What you should do |
Print this span of the material below exactly: the line with "mod prompt;", the line with "const JOURNAL_FALLBACK_MESSAGE: &str", and every line between them, but nothing else.
[Entries supplied]
//! Severity/sentiment classifier adapter.
//!
//! Wraps a generative model behind two calls, `classify_journal` and
//! `classify_symptom`. Neither ever returns an error: any failure
//! (no key, transport, upstream status, safety refusal, unparsable reply)
//! yields a fixed conservative verdict tagged with a [`FallbackReason`],
//! so callers and storage can still tell a real verdict from a default.
//! No retries.

mod gemini;
mod gemini_types;
mod parser;
mod prompt;

use std::sync::Arc;

use async_trait::async_trait;
use serde::Serialize;
use thiserror::Error;

use crate::config::ClassifierConfig;
use crate::models::Severity;

pub use gemini::GeminiClient;

/// Timeout for a single classification round trip.
pub const REQUEST_TIMEOUT_SECS: u64 = 30;

const JOURNAL_FALLBACK_ANALYSIS: &str = "Entry saved.";
const JOURNAL_FALLBACK_SENTIMENT: f64 = 0.1;
const JOURNAL_FALLBACK_MESSAGE: &str =
    "Thank you for sharing. Remember that every step, no matter how small, is part of your journey.";
const SYMPTOM_FALLBACK_ADVICE: &str =
    "Unable to analyze symptom at this time. As a precaution, please consult your care team.";

// ═══════════════════════════════════════════════════════════
// Errors
// ═══════════════════════════════════════════════════════════

#[derive(Error, Debug)]
pub enum ClassifierError {
    #[error("Classifier not configured")]
    NotConfigured,
    #[error("Empty input")]
    EmptyInput,
    #[error("Cannot reach classifier service: {0}")]
    Connection(String),
    #[error("Classifier service returned {status}: {body}")]
    Upstream { status: u16, body: String },
    #[error("Response withheld by upstream safety policy: {0}")]
    Refused(String),
    #[error("Malformed classifier response: {0}")]
    Malformed(String),
    #[error("HTTP client error: {0}")]
    HttpClient(String),
}

impl ClassifierError {
    pub fn fallback_reason(&self) -> FallbackReason {
        match self {
            Self::NotConfigured => FallbackReason::NotConfigured,
            Self::EmptyInput => FallbackReason::EmptyInput,
            Self::Connection(_) | Self::HttpClient(_) => FallbackReason::Unreachable,
            Self::Upstream { .. } => FallbackReason::Upstream,
            Self::Refused(_) => FallbackReason::Refused,
            Self::Malformed(_) => FallbackReason::Malformed,
        }
    }
}

/// Why a fallback verdict was used instead of a model verdict.
#[derive(Debug, Clone, Copy, PartialEq, Eq, Serialize)]
#[serde(rename_all = "snake_case")]
pub enum FallbackReason {
    NotConfigured,
    EmptyInput,
    Unreachable,
    Upstream,
    Refused,
    Malformed,
}

impl FallbackReason {
    pub fn as_str(&self) -> &'static str {
        match self {
            Self::NotConfigured => "not_configured",
            Self::EmptyInput => "empty_input",
            Self::Unreachable => "unreachable",
            Self::Upstream => "upstream",
            Self::Refused => "refused",
            Self::Malformed => "malformed",
        }
    }
}

// ═══════════════════════════════════════════════════════════
// Verdicts
// ═══════════════════════════════════════════════════════════

/// Journal verdict. `sentiment` runs from -1 (calm, hopeful) to 1 (distressed).
#[derive(Debug, Clone, PartialEq, Serialize)]
pub struct JournalVerdict {
    pub analysis: String,
    pub sentiment: f64,
    pub message: String,
}

impl JournalVerdict {
    pub fn fallback() -> Self {
        Self {
            analysis: JOURNAL_FALLBACK_ANALYSIS.into(),
            sentiment: JOURNAL_FALLBACK_SENTIMENT,
            message: JOURNAL_FALLBACK_MESSAGE.into(),
        }
    }
}

#[derive(Debug, Clone, PartialEq, Serialize)]
pub struct SymptomVerdict {
    pub severity: Severity,
    pub advice: String,
}

impl SymptomVerdict {
    pub fn fallback() -> Self {
        Self {
            severity: Severity::Moderate,
            advice: SYMPTOM_FALLBACK_ADVICE.into(),
        }
    }
}

/// Either what the model said, or the default used in its place.
#[derive(Debug, Clone, PartialEq)]
pub enum Classification<T> {
    Verdict(T),
    Fallback { verdict: T, reason: FallbackReason },
}

impl<T> Classification<T> {
    pub fn verdict(&self) -> &T {
        match self {
            Self::Verdict(v) | Self::Fallback { verdict: v, .. } => v,
        }
    }

    pub fn into_verdict(self) -> T {
        match self {
            Self::Verdict(v) | Self::Fallback { verdict: v, .. } => v,
        }
    }

    pub fn is_fallback(&self) -> bool {
        matches!(self, Self::Fallback { .. })
    }

    pub fn fallback_reason(&self) -> Option<FallbackReason> {
        match self {
            Self::Verdict(_) => None,
            Self::Fallback { reason, .. } => Some(*reason),
        }
    }

    /// Provenance tag stored alongside the row: `model` or `fallback:<reason>`.
    pub fn classified_by(&self) -> String {
        match self {
            Self::Verdict(_) => "model".to_string(),
            Self::Fallback { reason, .. } => format!("fallback:{}", reason.as_str()),
        }
    }
}

// ═══════════════════════════════════════════════════════════
// Model backend
// ═══════════════════════════════════════════════════════════

/// Image attached to a symptom report.
#[derive(Debug, Clone, PartialEq)]
pub struct ImageInput {
    pub bytes: Vec<u8>,
    pub mime_type: String,
}

impl ImageInput {
    /// MIME type is guessed from the upload's file name; `image/jpeg` otherwise.
    pub fn from_upload(bytes: Vec<u8>, file_name: Option<&str>) -> Self {
        let mime_type = file_name
            .and_then(|name| mime_guess::from_path(name).first())
            .filter(|m| m.type_() == mime_guess::mime::IMAGE)
            .map(|m| m.essence_str().to_string())
            .unwrap_or_else(|| "image/jpeg".to_string());
        Self { bytes, mime_type }
    }
}

/// Text-generation backend (allows mocking).
#[async_trait]
pub trait GenerativeModel: Send + Sync {
    async fn generate(
        &self,
        prompt: &str,
        image: Option<&ImageInput>,
    ) -> Result<String, ClassifierError>;
}

/// Classifier adapter used by the HTTP handlers.
#[derive(Clone)]
pub struct Classifier {
    model: Option<Arc<dyn GenerativeModel>>,
}

impl Classifier {
    /// Build from configuration. No API key means every call falls back.
    pub fn from_config(config: &ClassifierConfig) -> Result<Self, ClassifierError> {
        match &config.api_key {
            Some(key) => {
                let client = GeminiClient::new(
                    &config.base_url,
                    &config.model,
                    key,
                    REQUEST_TIMEOUT_SECS,
                )?;
                tracing::info!(model = %config.model, "Classifier backed by Gemini");
                Ok(Self::with_model(Arc::new(client)))
            }
            None => {
                tracing::warn!("No API key configured, classifier will always fall back");
                Ok(Self::unconfigured())
            }
        }
    }

    pub fn with_model(model: Arc<dyn GenerativeModel>) -> Self {
        Self { model: Some(model) }
    }

    pub fn unconfigured() -> Self {
        Self { model: None }
    }

    pub fn is_configured(&self) -> bool {
        self.model.is_some()
    }

    pub async fn classify_journal(&self, text: &str) -> Classification<JournalVerdict> {
        match self.try_journal(text).await {
            Ok(verdict) => Classification::Verdict(verdict),
            Err(e) => {
                let reason = e.fallback_reason();
                tracing::warn!(reason = reason.as_str(), error = %e, "Journal classification fell back");
                Classification::Fallback {
                    verdict: JournalVerdict::fallback(),
                    reason,
                }
            }
        }
    }

    pub async fn classify_symptom(
        &self,
        text: &str,
        image: Option<&ImageInput>,
    ) -> Classification<SymptomVerdict> {
        match self.try_symptom(text, image).await {
            Ok(verdict) => Classification::Verdict(verdict),
            Err(e) => {
                let reason = e.fallback_reason();
                tracing::warn!(reason = reason.as_str(), error = %e, "Symptom classification fell back");
                Classification::Fallback {
                    verdict: SymptomVerdict::fallback(),
                    reason,
                }
            }
        }
    }

    async fn try_journal(&self, text: &str) -> Result<JournalVerdict, ClassifierError> {
        let text = text.trim();
        if text.is_empty() {
            return Err(ClassifierError::EmptyInput);
        }
        let model = self.model.as_ref().ok_or(ClassifierError::NotConfigured)?;
        let raw = model.generate(&prompt::journal_prompt(text), None).await?;
        parser::parse_journal(&raw)
    }

    async fn try_symptom(
        &self,
        text: &str,
        image: Option<&ImageInput>,
    ) -> Result<SymptomVerdict, ClassifierError> {
        let text = text.trim();
        if text.is_empty() {
            return Err(ClassifierError::EmptyInput);
        }
        let model = self.model.as_ref().ok_or(ClassifierError::NotConfigured)?;
        let raw = model.generate(&prompt::symptom_prompt(text), image).await?;
        parser::parse_symptom(&raw)
    }
}

// ═══════════════════════════════════════════════════════════
// Test support
// ═══════════════════════════════════════════════════════════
[/Entries supplied]
Task solution |
mod prompt;

use std::sync::Arc;

use async_trait::async_trait;
use serde::Serialize;
use thiserror::Error;

use crate::config::ClassifierConfig;
use crate::models::Severity;

pub use gemini::GeminiClient;

/// Timeout for a single classification round trip.
pub const REQUEST_TIMEOUT_SECS: u64 = 30;

const JOURNAL_FALLBACK_ANALYSIS: &str = "Entry saved.";
const JOURNAL_FALLBACK_SENTIMENT: f64 = 0.1;
const JOURNAL_FALLBACK_MESSAGE: &str =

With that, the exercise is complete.